I learned about listening is the language modality that is used most frequently. It has
been estimated that adults spend almost half their communication time
listening, and students may receive as much as 90% of their in-school
information through listening to instructors and to one another. Often,
however, language learners do not recognize the level of effort that
goes into developing listening ability.
Far from passively receiving and recording aural input, listeners
actively involve themselves in the interpretation of what they hear,
bringing their own background knowledge and linguistic knowledge to bear
on the information contained in the aural text. Not all listening is
the same; casual greetings, for example, require a different sort of
listening capability than do academic lectures. Language learning
requires intentional listening that employs strategies for identifying
sounds and making meaning from them.
Listening involves a sender (a person, radio, television), a
message, and a receiver (the listener). Listeners often must process
messages as they come, even if they are still processing what they have
just heard, without backtracking or looking ahead. In addition,
listeners must cope with the sender's choice of vocabulary, structure,
and rate of delivery.
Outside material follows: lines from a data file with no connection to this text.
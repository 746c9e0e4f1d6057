use tracing::debug;

use crate::error::PhysicsError;
use crate::physics::body_set::BodySet;
use crate::physics::collidables::fixture::{mix_friction, mix_restitution, FixtureSet};
use crate::physics::handles::{BodyHandle, ContactHandle, FixtureHandle};

use super::collision_task_registry::ContactType;
use super::contact_manifold::{Manifold, WorldManifold};
use super::narrow_phase::NarrowPhase;
use super::narrow_phase_callbacks::{ContactCallbacks, VetoPolicy};

/// Node of a body's contact list. Each contact owns two of these, one per body.
#[derive(Debug, Clone, Copy, PartialEq, Eq)]
pub struct ContactEdge {
    /// The body on the other side of the contact.
    pub other: BodyHandle,
    pub prev: Option<ContactHandle>,
    pub next: Option<ContactHandle>,
}

impl ContactEdge {
    fn new(other: BodyHandle) -> Self {
        Self {
            other,
            prev: None,
            next: None,
        }
    }
}

/// Persistent contact between two fixture children whose bounds overlap.
///
/// A contact exists while the broadphase bounds overlap, which may be well before the shapes
/// touch. Fixture A and child A always hold the shape that comes first in the narrow phase
/// order, so the manifold normal points from A to B.
#[derive(Debug, Clone)]
pub struct Contact {
    pub(crate) fixture_a: FixtureHandle,
    pub(crate) fixture_b: FixtureHandle,
    pub(crate) child_index_a: usize,
    pub(crate) child_index_b: usize,
    pub(crate) body_a: BodyHandle,
    pub(crate) body_b: BodyHandle,
    pub(crate) manifold: Manifold,
    pub(crate) node_a: ContactEdge,
    pub(crate) node_b: ContactEdge,
    pub(crate) friction: f32,
    pub(crate) restitution: f32,
    pub(crate) tangent_speed: f32,
    pub(crate) contact_type: ContactType,
    pub(crate) enabled: bool,
    pub(crate) touching: bool,
    /// Set when the fixtures' filters changed and the pair must be re-checked.
    pub(crate) filter_flag: bool,
}

impl Contact {
    /// Creates a contact for a pair that is already in narrow phase order.
    pub(crate) fn new(
        fixtures: &FixtureSet,
        fixture_a: FixtureHandle,
        child_index_a: usize,
        fixture_b: FixtureHandle,
        child_index_b: usize,
        contact_type: ContactType,
    ) -> Result<Self, PhysicsError> {
        let a = fixtures.get(fixture_a).ok_or(PhysicsError::InvalidHandle {
            kind: "fixture",
            index: fixture_a.0,
        })?;
        let b = fixtures.get(fixture_b).ok_or(PhysicsError::InvalidHandle {
            kind: "fixture",
            index: fixture_b.0,
        })?;
        Ok(Self {
            fixture_a,
            fixture_b,
            child_index_a,
            child_index_b,
            body_a: a.body(),
            body_b: b.body(),
            manifold: Manifold::default(),
            node_a: ContactEdge::new(b.body()),
            node_b: ContactEdge::new(a.body()),
            friction: mix_friction(a.friction(), b.friction()),
            restitution: mix_restitution(a.restitution(), b.restitution()),
            tangent_speed: 0.0,
            contact_type,
            enabled: true,
            touching: false,
            filter_flag: false,
        })
    }

    #[inline(always)]
    pub fn fixture_a(&self) -> FixtureHandle {
        self.fixture_a
    }

    #[inline(always)]
    pub fn fixture_b(&self) -> FixtureHandle {
        self.fixture_b
    }

    #[inline(always)]
    pub fn child_index_a(&self) -> usize {
        self.child_index_a
    }

    #[inline(always)]
    pub fn child_index_b(&self) -> usize {
        self.child_index_b
    }

    #[inline(always)]
    pub fn body_a(&self) -> BodyHandle {
        self.body_a
    }

    #[inline(always)]
    pub fn body_b(&self) -> BodyHandle {
        self.body_b
    }

    /// Gets the body on the other side of the contact from `body`.
    pub fn other_body(&self, body: BodyHandle) -> BodyHandle {
        if body == self.body_a {
            self.body_b
        } else {
            self.body_a
        }
    }

    #[inline(always)]
    pub fn contact_type(&self) -> ContactType {
        self.contact_type
    }

    /// Gets the local manifold. Empty for sensors and for pairs that are not touching.
    #[inline(always)]
    pub fn manifold(&self) -> &Manifold {
        &self.manifold
    }

    #[inline(always)]
    pub fn manifold_mut(&mut self) -> &mut Manifold {
        &mut self.manifold
    }

    #[inline(always)]
    pub fn is_touching(&self) -> bool {
        self.touching
    }

    #[inline(always)]
    pub fn is_enabled(&self) -> bool {
        self.enabled
    }

    /// Disables the contact for the current step. Re-enabled at the next update.
    pub fn set_enabled(&mut self, enabled: bool) {
        self.enabled = enabled;
    }

    #[inline(always)]
    pub fn friction(&self) -> f32 {
        self.friction
    }

    pub fn set_friction(&mut self, friction: f32) {
        self.friction = friction;
    }

    /// Restores the friction mixed from the fixtures.
    pub fn reset_friction(&mut self, fixtures: &FixtureSet) {
        if let (Some(a), Some(b)) = (fixtures.get(self.fixture_a), fixtures.get(self.fixture_b)) {
            self.friction = mix_friction(a.friction(), b.friction());
        }
    }

    #[inline(always)]
    pub fn restitution(&self) -> f32 {
        self.restitution
    }

    pub fn set_restitution(&mut self, restitution: f32) {
        self.restitution = restitution;
    }

    /// Restores the restitution mixed from the fixtures.
    pub fn reset_restitution(&mut self, fixtures: &FixtureSet) {
        if let (Some(a), Some(b)) = (fixtures.get(self.fixture_a), fixtures.get(self.fixture_b)) {
            self.restitution = mix_restitution(a.restitution(), b.restitution());
        }
    }

    /// Desired relative surface speed along the tangent, in meters per second. Conveyor belts.
    #[inline(always)]
    pub fn tangent_speed(&self) -> f32 {
        self.tangent_speed
    }

    pub fn set_tangent_speed(&mut self, speed: f32) {
        self.tangent_speed = speed;
    }

    /// Marks the pair for a filter re-check on the next collide pass.
    pub fn flag_for_filtering(&mut self) {
        self.filter_flag = true;
    }

    /// Gets the manifold in world space using the current body transforms.
    pub fn world_manifold(&self, bodies: &BodySet, fixtures: &FixtureSet) -> Option<WorldManifold> {
        let body_a = bodies.get(self.body_a)?;
        let body_b = bodies.get(self.body_b)?;
        let shape_a = fixtures.get(self.fixture_a)?.shape();
        let shape_b = fixtures.get(self.fixture_b)?.shape();
        Some(WorldManifold::initialize(
            &self.manifold,
            body_a.pose(),
            shape_a.radius(),
            body_b.pose(),
            shape_b.radius(),
        ))
    }

    /// List node belonging to `body`, if the body is part of this contact.
    pub(crate) fn edge(&self, body: BodyHandle) -> Option<&ContactEdge> {
        if body == self.body_a {
            Some(&self.node_a)
        } else if body == self.body_b {
            Some(&self.node_b)
        } else {
            None
        }
    }

    pub(crate) fn edge_mut(&mut self, body: BodyHandle) -> Option<&mut ContactEdge> {
        if body == self.body_a {
            Some(&mut self.node_a)
        } else if body == self.body_b {
            Some(&mut self.node_b)
        } else {
            None
        }
    }

    /// Recomputes the manifold from the current transforms and raises lifecycle events.
    ///
    /// Impulses of points whose feature id persists are carried over for warm starting. A
    /// contact that begins touching is offered to the fixture handlers and then to the global
    /// listener, combined according to `policy`; a disabled result leaves it not touching so it
    /// is offered again next time. A contact that stops touching notifies the separation
    /// handlers and then the global listener.
    pub(crate) fn update(
        &mut self,
        fixtures: &mut FixtureSet,
        bodies: &mut BodySet,
        narrow_phase: &mut NarrowPhase,
        callbacks: &mut dyn ContactCallbacks,
        policy: VetoPolicy,
    ) {
        let old_manifold = self.manifold;

        // Re-enable this contact.
        self.enabled = true;

        let was_touching = self.touching;

        let (Some(fixture_a), Some(fixture_b)) =
            (fixtures.get(self.fixture_a), fixtures.get(self.fixture_b))
        else {
            return;
        };
        let (Some(body_a), Some(body_b)) = (bodies.get(self.body_a), bodies.get(self.body_b))
        else {
            return;
        };
        let xf_a = *body_a.pose();
        let xf_b = *body_b.pose();
        let sensor = fixture_a.is_sensor() || fixture_b.is_sensor();

        let touching = if sensor {
            self.manifold.point_count = 0;
            narrow_phase.test_overlap(
                fixture_a.shape(),
                self.child_index_a,
                &xf_a,
                fixture_b.shape(),
                self.child_index_b,
                &xf_b,
            )
        } else {
            narrow_phase.evaluate(
                &mut self.manifold,
                fixture_a.shape(),
                self.child_index_a,
                &xf_a,
                fixture_b.shape(),
                self.child_index_b,
                &xf_b,
            );
            let touching = self.manifold.point_count > 0;

            // Match old contact ids to new contact ids and copy the stored impulses to warm
            // start the solver.
            for point in self.manifold.points_mut() {
                point.normal_impulse = 0.0;
                point.tangent_impulse = 0.0;
                let key = point.id.key();
                if let Some(old) = old_manifold.points().iter().find(|old| old.id.key() == key) {
                    point.normal_impulse = old.normal_impulse;
                    point.tangent_impulse = old.tangent_impulse;
                }
            }

            if touching != was_touching {
                for handle in [self.body_a, self.body_b] {
                    if let Some(body) = bodies.get_mut(handle) {
                        body.set_awake(true);
                    }
                }
            }
            touching
        };

        self.touching = touching;

        if !was_touching && touching {
            let enabled = self.report_begin(fixtures, bodies, callbacks, policy);
            if !enabled {
                // Leave the pair not touching so the handlers are consulted again next step.
                self.touching = false;
            }
            debug!(
                fixture_a = %self.fixture_a,
                fixture_b = %self.fixture_b,
                enabled,
                "contact began"
            );
        } else if was_touching && !touching {
            self.report_end(fixtures, bodies, callbacks);
            debug!(fixture_a = %self.fixture_a, fixture_b = %self.fixture_b, "contact ended");
        }

        if !sensor && self.touching {
            callbacks.pre_solve(self, &old_manifold, bodies);
        }
    }

    /// Runs every begin-touch handler in order and returns whether the contact stays enabled.
    fn report_begin(
        &self,
        fixtures: &mut FixtureSet,
        bodies: &mut BodySet,
        callbacks: &mut dyn ContactCallbacks,
        policy: VetoPolicy,
    ) -> bool {
        let mut enabled = true;
        for (own, other) in [
            (self.fixture_a, self.fixture_b),
            (self.fixture_b, self.fixture_a),
        ] {
            if let Some(fixture) = fixtures.get_mut(own) {
                for handler in fixture.on_collision.iter_mut() {
                    let vote = handler(own, other, self);
                    enabled = policy.fold(enabled, vote);
                }
            }
        }

        match policy {
            VetoPolicy::AllMustAgree => {
                if enabled {
                    enabled = callbacks.begin_contact(self, bodies);
                }
            }
            VetoPolicy::LastHandlerWins => {
                enabled = callbacks.begin_contact(self, bodies);
            }
        }
        enabled
    }

    /// Runs every end-touch handler in order. Also used when a touching contact is destroyed.
    pub(crate) fn report_end(
        &self,
        fixtures: &mut FixtureSet,
        bodies: &mut BodySet,
        callbacks: &mut dyn ContactCallbacks,
    ) {
        for (own, other) in [
            (self.fixture_a, self.fixture_b),
            (self.fixture_b, self.fixture_a),
        ] {
            if let Some(fixture) = fixtures.get_mut(own) {
                for handler in fixture.on_separation.iter_mut() {
                    handler(own, other, self);
                }
            }
        }
        callbacks.end_contact(self, bodies);
    }
}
The complexity of the listening process is
magnified in second language contexts, where the receiver also has
incomplete control of the language.
To conclusion, Given the importance of listening in language learning and teaching, it
is essential for language teachers to help their students become
effective listeners. In the communicative approach to language teaching,
this means modeling listening strategies and providing listening
practice in authentic situations: those that learners are likely to
encounter when they use the language outside the classroom.